Collected data:
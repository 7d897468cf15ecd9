//! Error types for the data provider.
//!
//! Every failure the pipeline can hit is surfaced as a [`ProviderError`] at the
//! call boundary (`DataProvider::next_batch` / `DataProvider::reset`). Nothing is
//! coerced or skipped silently; the caller decides whether to abort the run or
//! drop the offending file.

use thiserror::Error;

#[derive(Error, Debug)]
pub enum ProviderError {
    /// Unsupported slot kind, sequence kind, cache kind or an invalid option.
    #[error("Configuration error: {0}")]
    Configuration(String),

    /// Data did not have the shape or type the slot header promises.
    #[error("Protocol error: {0}")]
    Protocol(String),

    /// The external generator, generator factory or weigher itself failed.
    #[error("Foreign call to {source_name} failed: {message}")]
    ForeignCall {
        source_name: String,
        message: String,
    },

    #[error("I/O error: {0}")]
    Io(#[from] std::io::Error),
}

impl ProviderError {
    pub fn configuration(message: impl Into<String>) -> Self {
        Self::Configuration(message.into())
    }

    pub fn protocol(message: impl Into<String>) -> Self {
        Self::Protocol(message.into())
    }

    pub fn foreign(source_name: impl Into<String>, message: impl ToString) -> Self {
        Self::ForeignCall {
            source_name: source_name.into(),
            message: message.to_string(),
        }
    }

    /// Prefix a protocol error with the slot it was raised in.
    pub fn in_slot(self, slot: usize) -> Self {
        match self {
            Self::Protocol(message) => Self::Protocol(format!("slot {}: {}", slot, message)),
            other => other,
        }
    }

    /// Short label for the error class, used in log lines.
    pub fn kind(&self) -> &'static str {
        match self {
            Self::Configuration(_) => "configuration",
            Self::Protocol(_) => "protocol",
            Self::ForeignCall { .. } => "foreign-call",
            Self::Io(_) => "io",
        }
    }
}

pub type Result<T> = std::result::Result<T, ProviderError>;

#[cfg(test)]
mod tests {
    use super::*;

    #[test]
    fn test_error_display_names_the_class() {
        let err = ProviderError::protocol("slot 2: expected an integer, got 1.5");
        assert_eq!(
            err.to_string(),
            "Protocol error: slot 2: expected an integer, got 1.5"
        );
        assert_eq!(err.kind(), "protocol");

        let err = ProviderError::foreign("generator(train-00.txt)", "StopIteration raised twice");
        assert!(err.to_string().contains("generator(train-00.txt)"));
        assert_eq!(err.kind(), "foreign-call");
    }

    #[test]
    fn test_io_error_converts() {
        let io = std::io::Error::new(std::io::ErrorKind::NotFound, "missing.list");
        let err: ProviderError = io.into();
        assert_eq!(err.kind(), "io");
    }
}
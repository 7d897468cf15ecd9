//! Turns a drawn set of samples into a [`Batch`].
//!
//! Every slot gets its own scanner and argument. The prepare phase runs for all
//! slots, then the fill phase; slots are independent, so each phase fans out
//! over rayon and the join between phases guarantees every buffer is sized
//! before any write.

use rayon::prelude::*;
use tracing::debug;

use crate::batch::{Argument, Batch};
use crate::error::{ProviderError, Result};
use crate::sample::PooledSample;
use crate::scanner::FieldScanner;
use crate::slot::SlotHeader;

pub struct BatchAssembler {
    headers: Vec<SlotHeader>,
}

impl BatchAssembler {
    pub fn new(headers: Vec<SlotHeader>) -> Self {
        for (slot, header) in headers.iter().enumerate() {
            debug!(slot, %header, "Slot header");
        }
        Self { headers }
    }

    pub fn headers(&self) -> &[SlotHeader] {
        &self.headers
    }

    /// Encode `samples` slot by slot. `size` is the drawn weight reported on
    /// the batch. No samples gives the end-of-pass batch.
    pub fn assemble(&self, samples: &[PooledSample], size: usize) -> Result<Batch> {
        if samples.is_empty() {
            return Ok(Batch::empty());
        }
        let slots = self.headers.len();
        if let Some(bad) = samples.iter().find(|s| s.sample.num_fields() != slots) {
            return Err(ProviderError::protocol(format!(
                "sample has {} fields but {} slots are declared",
                bad.sample.num_fields(),
                slots
            )));
        }

        let mut lanes: Vec<(FieldScanner, Argument)> = self
            .headers
            .iter()
            .map(|header| (FieldScanner::create(header), Argument::default()))
            .collect();

        lanes
            .par_iter_mut()
            .enumerate()
            .try_for_each(|(slot, (scanner, argument))| -> Result<()> {
                scanner.start_prepare(argument);
                for item in samples {
                    scanner
                        .prepare(argument, item.sample.field(slot)?)
                        .map_err(|e| e.in_slot(slot))?;
                }
                scanner.finish_prepare(argument);
                Ok(())
            })?;

        lanes
            .par_iter_mut()
            .enumerate()
            .try_for_each(|(slot, (scanner, argument))| -> Result<()> {
                scanner.start_fill(argument).map_err(|e| e.in_slot(slot))?;
                for item in samples {
                    scanner
                        .fill(argument, item.sample.field(slot)?)
                        .map_err(|e| e.in_slot(slot))?;
                }
                scanner.finish_fill(argument);
                Ok(())
            })?;

        Ok(Batch {
            size,
            num_samples: samples.len(),
            arguments: lanes.into_iter().map(|(_, argument)| argument).collect(),
        })
    }
}

#[cfg(test)]
mod tests {
    use super::*;
    use crate::sample::{Sample, Value};
    use crate::slot::SeqType;

    fn pooled(fields: Vec<Value>) -> PooledSample {
        PooledSample::new(Sample::new(fields), 1)
    }

    #[test]
    fn test_multi_slot_batch() {
        let assembler = BatchAssembler::new(vec![
            SlotHeader::dense(3).unwrap(),
            SlotHeader::sparse_no_value(10).unwrap(),
            SlotHeader::index(4).unwrap(),
        ]);
        let samples = vec![
            pooled(vec![Value::from(vec![1, 2, 3]), Value::from(vec![5i64]), Value::Int(1)]),
            pooled(vec![Value::from(vec![4, 5, 6]), Value::List(vec![]), Value::Int(3)]),
            pooled(vec![Value::from(vec![7, 8, 9]), Value::from(vec![2i64, 7]), Value::Int(0)]),
        ];

        let batch = assembler.assemble(&samples, 3).unwrap();
        assert_eq!((batch.size, batch.num_samples), (3, 3));
        assert_eq!(batch.arguments.len(), 3);

        let dense = batch.arguments[0].dense().unwrap();
        assert_eq!(dense.data, vec![1.0, 2.0, 3.0, 4.0, 5.0, 6.0, 7.0, 8.0, 9.0]);

        let sparse = batch.arguments[1].sparse().unwrap();
        assert_eq!(sparse.rows, vec![0, 1, 1, 3]);
        assert_eq!(sparse.cols, vec![5, 2, 7]);
        assert!(sparse.values.is_none());

        assert_eq!(batch.arguments[2].ids, Some(vec![1, 3, 0]));
    }

    #[test]
    fn test_sequence_slot_offsets() {
        let assembler =
            BatchAssembler::new(vec![SlotHeader::index(100).unwrap().with_seq(SeqType::Sequence)]);
        let samples = vec![
            pooled(vec![Value::from(vec![1, 2, 3])]),
            pooled(vec![Value::from(vec![4])]),
        ];
        let batch = assembler.assemble(&samples, 2).unwrap();
        let arg = &batch.arguments[0];
        assert_eq!(arg.ids, Some(vec![1, 2, 3, 4]));
        assert_eq!(arg.sequence_start_positions, Some(vec![0, 3, 4]));
    }

    #[test]
    fn test_errors_name_the_slot() {
        let assembler =
            BatchAssembler::new(vec![SlotHeader::dense(1).unwrap(), SlotHeader::index(4).unwrap()]);
        let samples = vec![pooled(vec![Value::from(vec![1.0]), Value::Float(0.5)])];
        let err = assembler.assemble(&samples, 1).unwrap_err();
        match err {
            ProviderError::Protocol(message) => assert!(message.starts_with("slot 1: ")),
            other => panic!("unexpected error {:?}", other),
        }
    }

    #[test]
    fn test_field_count_mismatch() {
        let assembler = BatchAssembler::new(vec![SlotHeader::dense(1).unwrap()]);
        let samples = vec![pooled(vec![Value::from(vec![1.0]), Value::Int(2)])];
        assert!(matches!(
            assembler.assemble(&samples, 1),
            Err(ProviderError::Protocol(_))
        ));
    }

    #[test]
    fn test_no_samples_is_end_of_pass() {
        let assembler = BatchAssembler::new(vec![SlotHeader::dense(2).unwrap()]);
        let batch = assembler.assemble(&[], 0).unwrap();
        assert!(batch.is_empty());
    }
}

Task to complete: Where does the string "index" appear in the records above? Show every line that holds it.

Task response:
            SlotHeader::index(4).unwrap(),
            BatchAssembler::new(vec![SlotHeader::index(100).unwrap().with_seq(SeqType::Sequence)]);
            BatchAssembler::new(vec![SlotHeader::dense(1).unwrap(), SlotHeader::index(4).unwrap()]);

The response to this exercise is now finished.